保健室には、白木先生、はるみと千草、それにくるみもいた。
「へっぽこ!」はるみが明に向かって言う。「今夜作戦決行なんだから、昼休みに最終確認ってのが相場だろう?」
「呼びに行ったらさ、ぼ~っとして座ってやがるんだよ。さすが、へっぽこだよ!」
桂子は言うと笑った。文枝もうなずきながら笑う。くるみもくすくす笑っている。
「くるみ! ここに来るんなら誘ってくれても良かったじゃないか!」周囲の笑い声を無視して明は文句を言った。「本当に、にっちもさっちも行かなかったんだぞ!」
「あの殺伐とした雰囲気の中、わたしが連れ出すのは難しかったわ」くるみは平然とした顔で答える。「それに、川村先生ばかりか、わたしまで関わったら、あなた、何されたかわかんないわよ」
「そうだな。くるみは三年男子にも大人気なんだ」はるみも大きくうなずいて言う。「もちろん、ひろみ先生も、だ。その両方に絡んでいるとなると、へっぽこは命が幾つあっても足りないぞ」
明は蒼い顔になる。二年と三年の男子たちから命を狙われているという恐怖にすくんでしまっていた。
「あ、一年もこの事実を知ったら大変だろうなあ」千草がわざとらしい声で言う。「ひろみ先生とくるみを独り占めなんて、これじゃあ、全学年を敵に回したって感じだなあ」
「ひろみ先生とくるみだけじゃないよ!」文枝が言うと、明の肩に回していた腕にぐっと力を込めた。「あたしもいるじゃないか。積極性じゃ、あたしが一番だよな」
皆が笑う。明は笑えない。ああ、オレに味方は一人もいないのか! どうしてこんな事になったんだ? そうだ、あの吸血鬼騒ぎがいけないのだ! 改めて明は犯人を憎んだ。
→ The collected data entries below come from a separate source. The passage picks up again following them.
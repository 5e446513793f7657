use serde::{Deserialize, Serialize};
use std::fs;
use std::io;
use std::path::{Path, PathBuf};
use std::time::Duration;

use crate::error::{Result, SearchError};

/// Tunables read from `.blogfind.toml`. Every key is optional.
#[derive(Serialize, Deserialize, Debug, Clone, PartialEq)]
#[serde(default)]
pub struct Config {
    /// Shortest trimmed query, in characters, that triggers a search.
    pub min_query_chars: usize,
    pub debounce_ms: u64,
    /// Characters of context on each side of a match in previews.
    pub context_chars: usize,
    /// Class of the element whose text the highlighter scans.
    pub content_class: String,
    /// Delay between page load and the highlight scan.
    pub content_wait_ms: u64,
    pub scroll_settle_ms: u64,
    pub recenter_ms: u64,
    pub recenter_tolerance_px: f64,
    pub highlight_animation_ms: u64,
    pub heading_highlight_ms: u64,
    pub posts_prefix: String,
    pub data_path: PathBuf,
}

impl Default for Config {
    fn default() -> Self {
        Config {
            min_query_chars: 2,
            debounce_ms: 200,
            context_chars: 50,
            content_class: "content-wrapper".to_string(),
            content_wait_ms: 500,
            scroll_settle_ms: 800,
            recenter_ms: 500,
            recenter_tolerance_px: 10.0,
            highlight_animation_ms: 2000,
            heading_highlight_ms: 1500,
            posts_prefix: "/posts/".to_string(),
            data_path: PathBuf::from("assets/data/search-data.json"),
        }
    }
}

impl Config {
    /// Load from `path`, falling back to defaults when the file is absent.
    pub fn load(path: &Path) -> Result<Config> {
        let raw = match fs::read_to_string(path) {
            Ok(raw) => raw,
            Err(e) if e.kind() == io::ErrorKind::NotFound => {
                log::debug!("No config at {}, using defaults", path.display());
                return Ok(Config::default());
            }
            Err(source) => {
                return Err(SearchError::Io {
                    path: path.to_path_buf(),
                    source,
                })
            }
        };
        Config::from_toml(&raw).map_err(|message| SearchError::Config {
            path: path.to_path_buf(),
            message,
        })
    }

    pub fn from_toml(raw: &str) -> std::result::Result<Config, String> {
        let config: Config = toml::from_str(raw).map_err(|e| e.to_string())?;
        if config.min_query_chars == 0 {
            return Err("min_query_chars must be at least 1".to_string());
        }
        Ok(config)
    }

    pub fn debounce(&self) -> Duration {
        Duration::from_millis(self.debounce_ms)
    }

    pub fn content_wait(&self) -> Duration {
        Duration::from_millis(self.content_wait_ms)
    }

    pub fn scroll_settle(&self) -> Duration {
        Duration::from_millis(self.scroll_settle_ms)
    }

    pub fn recenter(&self) -> Duration {
        Duration::from_millis(self.recenter_ms)
    }

    pub fn highlight_animation(&self) -> Duration {
        Duration::from_millis(self.highlight_animation_ms)
    }

    pub fn heading_highlight(&self) -> Duration {
        Duration::from_millis(self.heading_highlight_ms)
    }
}
//! Connection state and the status notifications pushed to the consumer.

use crate::queue::Message;
use serde::{Deserialize, Serialize};

/// Lifecycle state of the single connection owned by a manager.
#[derive(Debug, Clone, Copy, PartialEq, Eq, Hash, Serialize, Deserialize)]
#[serde(rename_all = "snake_case")]
pub enum ConnectionState {
    Disconnected,
    Connected,
    /// A reconnect loop is active. Nothing else sets this state.
    Reconnecting,
    ReconnectFailed,
}

impl Default for ConnectionState {
    fn default() -> Self {
        Self::Disconnected
    }
}

impl ConnectionState {
    /// Whether a polling session is running for this state.
    pub fn has_session(self) -> bool {
        matches!(self, Self::Connected | Self::Reconnecting)
    }
}

/// Payload of a `connection_status` notification.
#[derive(Debug, Clone, PartialEq, Eq, Serialize, Deserialize)]
#[serde(tag = "status", rename_all = "snake_case")]
pub enum ConnectionStatus {
    Reconnecting {
        #[serde(default, skip_serializing_if = "Option::is_none")]
        attempt: Option<u32>,
        #[serde(default, skip_serializing_if = "Option::is_none")]
        remaining: Option<u64>,
        #[serde(default, skip_serializing_if = "Option::is_none")]
        timeout: Option<u64>,
    },
    Reconnected {
        attempts: u32,
    },
    ReconnectFailed {
        reason: String,
    },
}

impl ConnectionStatus {
    /// Announcement that the connection was lost and retries are starting.
    pub fn connection_lost(timeout_secs: u64) -> Self {
        Self::Reconnecting {
            attempt: None,
            remaining: None,
            timeout: Some(timeout_secs),
        }
    }

    pub fn attempt(attempt: u32, remaining_secs: u64) -> Self {
        Self::Reconnecting {
            attempt: Some(attempt),
            remaining: Some(remaining_secs),
            timeout: None,
        }
    }

    pub fn timed_out() -> Self {
        Self::ReconnectFailed {
            reason: "timeout".to_string(),
        }
    }

    /// Encodes the notification in the same envelope the server uses.
    pub fn to_message(&self) -> Message {
        let envelope = StatusEnvelope {
            kind: StatusEnvelope::KIND.to_string(),
            payload: self.clone(),
        };
        // Plain data with string keys; serialization cannot fail.
        serde_json::to_string(&envelope).unwrap_or_default()
    }
}

/// `{"type": "connection_status", "payload": {...}}`
#[derive(Debug, Clone, PartialEq, Eq, Serialize, Deserialize)]
pub struct StatusEnvelope {
    #[serde(rename = "type")]
    pub kind: String,
    pub payload: ConnectionStatus,
}

impl StatusEnvelope {
    pub const KIND: &'static str = "connection_status";

    /// Parses a queued message back into a status notification, if it is one.
    pub fn parse(message: &str) -> Option<ConnectionStatus> {
        serde_json::from_str::<StatusEnvelope>(message)
            .ok()
            .filter(|envelope| envelope.kind == Self::KIND)
            .map(|envelope| envelope.payload)
    }
}

#[cfg(test)]
mod tests {
    use super::*;
    use serde_json::{json, Value};

    fn as_json(status: ConnectionStatus) -> Value {
        serde_json::from_str(&status.to_message()).unwrap()
    }

    #[test]
    fn test_wire_shapes() {
        assert_eq!(
            as_json(ConnectionStatus::connection_lost(300)),
            json!({"type": "connection_status", "payload": {"status": "reconnecting", "timeout": 300}})
        );
        assert_eq!(
            as_json(ConnectionStatus::attempt(3, 290)),
            json!({"type": "connection_status", "payload": {"status": "reconnecting", "attempt": 3, "remaining": 290}})
        );
        assert_eq!(
            as_json(ConnectionStatus::Reconnected { attempts: 4 }),
            json!({"type": "connection_status", "payload": {"status": "reconnected", "attempts": 4}})
        );
        assert_eq!(
            as_json(ConnectionStatus::timed_out()),
            json!({"type": "connection_status", "payload": {"status": "reconnect_failed", "reason": "timeout"}})
        );
    }

    #[test]
    fn test_parse_ignores_game_messages() {
        assert_eq!(
            StatusEnvelope::parse(&ConnectionStatus::timed_out().to_message()),
            Some(ConnectionStatus::timed_out())
        );
        assert_eq!(StatusEnvelope::parse(r#"{"type":"move","payload":{}}"#), None);
        assert_eq!(StatusEnvelope::parse("not json"), None);
    }
}
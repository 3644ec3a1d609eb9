//! Error types for the connection control plane.
//!
//! Every failure in this crate is recoverable. Errors are either turned into an
//! [`OperationResult`] for the caller or reported as a queued status
//! notification; none of them are allowed to take the process down.

use serde::{Deserialize, Serialize};

/// Status codes shared by every transport adapter.
///
/// The values mirror the C client library so the native and pure Rust
/// adapters report failures identically.
pub mod status {
    pub const OK: i32 = 0;
    pub const ERR_SOCKET: i32 = -1;
    pub const ERR_ADDRESS: i32 = -2;
    pub const ERR_CONNECT: i32 = -3;
    pub const ERR_TIMEOUT: i32 = -4;
    pub const ERR_MEMORY: i32 = -5;
    pub const ERR_SEND: i32 = -6;
    pub const ERR_NOT_CONNECTED: i32 = -7;
}

/// Faults raised by an adapter implementation itself, as opposed to a
/// non-zero status code returned by the transport.
#[derive(Debug, Clone, thiserror::Error)]
pub enum AdapterError {
    /// The shared library could not be opened or a symbol was missing
    #[error("Library loading error: {0}")]
    Library(String),

    /// The adapter was already initialized for this process
    #[error("Adapter already loaded")]
    AlreadyLoaded,

    /// `register_inbound` was called a second time
    #[error("Inbound sink already registered")]
    SinkAlreadyRegistered,

    /// An argument could not be handed to the transport (e.g. interior NUL)
    #[error("Invalid argument: {0}")]
    InvalidArgument(String),

    /// The blocking worker running a native call went away
    #[error("Worker failure: {0}")]
    Worker(String),

    /// Any other transport-level fault
    #[error("Transport fault: {0}")]
    Transport(String),
}

/// Enumeration of control plane failures.
#[derive(Debug, Clone, thiserror::Error)]
pub enum LinkError {
    /// No transport adapter has been installed
    #[error("Transport adapter not loaded")]
    AdapterUnavailable,

    /// A transport adapter was already installed on this manager
    #[error("Transport adapter already loaded")]
    AdapterAlreadyLoaded,

    /// The transport refused or failed the connection attempt
    #[error("{}", describe_connect_code(*code))]
    ConnectFailure { code: i32 },

    /// The transport failed to write a payload
    #[error("Send failed (code: {code})")]
    SendFailure { code: i32 },

    /// The operation requires an active connection
    #[error("Not connected")]
    NotConnected,

    /// A reconnection is already running and owns the connection state
    #[error("Reconnection in progress")]
    ReconnectInProgress,

    /// The bounded retry window elapsed without a successful connect
    #[error("Reconnect timed out after {0}s")]
    ReconnectTimeout(u64),

    /// Fault raised by the adapter layer
    #[error("{0}")]
    Adapter(#[from] AdapterError),

    /// Invalid configuration
    #[error("Configuration error: {0}")]
    Config(String),
}

/// Maps a transport connect status to a human-readable reason.
pub fn describe_connect_code(code: i32) -> String {
    match code {
        status::ERR_SOCKET => "Socket creation failed".to_string(),
        status::ERR_ADDRESS => "Invalid IP address".to_string(),
        status::ERR_CONNECT => "Connection refused".to_string(),
        other => format!("Connection failed (code: {other})"),
    }
}

/// Outcome of a public [`ConnectionManager`](crate::ConnectionManager) operation.
///
/// This is what the front-end receives: a success flag plus a message that
/// can be shown to the player as-is.
#[derive(Debug, Clone, PartialEq, Eq, Serialize, Deserialize)]
pub struct OperationResult {
    pub success: bool,
    #[serde(default, skip_serializing_if = "Option::is_none")]
    pub message: Option<String>,
}

impl OperationResult {
    pub fn ok(message: impl Into<String>) -> Self {
        Self {
            success: true,
            message: Some(message.into()),
        }
    }

    /// Success without a message, used by `send`.
    pub fn ok_silent() -> Self {
        Self {
            success: true,
            message: None,
        }
    }

    pub fn failed(message: impl Into<String>) -> Self {
        Self {
            success: false,
            message: Some(message.into()),
        }
    }
}

impl From<LinkError> for OperationResult {
    fn from(error: LinkError) -> Self {
        Self::failed(error.to_string())
    }
}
「……じゃあ、さっき話したように」白木先生が明の不安を全く気に掛けずに言う。「夜八時に校門前に集合して、三時間くらい巡回して、その後は私の家で反省会ね」
「……あ、オレは巡回が終わったら帰ります……」明はぼそっと言った。「……親が許可してくれなかったもんで……」
それに、遣いっ走りやわけ分かんない事されたりするのも嫌だし…… と言い足そうとしたが、その前に白木先生が立ち上り、明の前に立った。微笑んではいるが目は笑っていない。明の肩を抱いていた文枝が、思わずその腕を離して、少し後ろへ下がった。
「てめえ、親が怖いってのか? あ?」白木先生は低い声で明を見つめたまま話し始めた。明は目が逸らせない。「何も悪い事をしようってんじゃねえんだぜ。そんな分からず屋な親なんか、こっちから切っちまいな! どうせ、世間体しか考えない小心な親なんだろう? 子供の事なんかよりも自分の事しか考えてねえ、どうしようもねえヤツなんだよ! それにな、遅かれ早かれ、子供は親から離れるもんなんだ。……それとも、おめえは、一生親と居るつもりなのか? あ? 分かったら、今日は帰らねえで付き合うんだ」
あまりの迫力に、明は言い足すこともできずに、こくこくと何度もうなずいていた。
「そうよ。それで叱られたら、家へ来ると良いわ」くるみが楽しそうに言う。「家から学校に通うと良いのよ。うちの親、その辺は寛容だから平気よ。もちろん、部屋は別々だからね。……それに、明のおじさんって、なんだかいっつも怒っているみたいで、わたし好きじゃないわ」
「じゃあ、決まりだな」はるみがにやりと笑う。「へっぽこ、良かったな。これでみんな仲間だぜ」
……ああ、堕ちて行く…… 明は大きなため息をついた。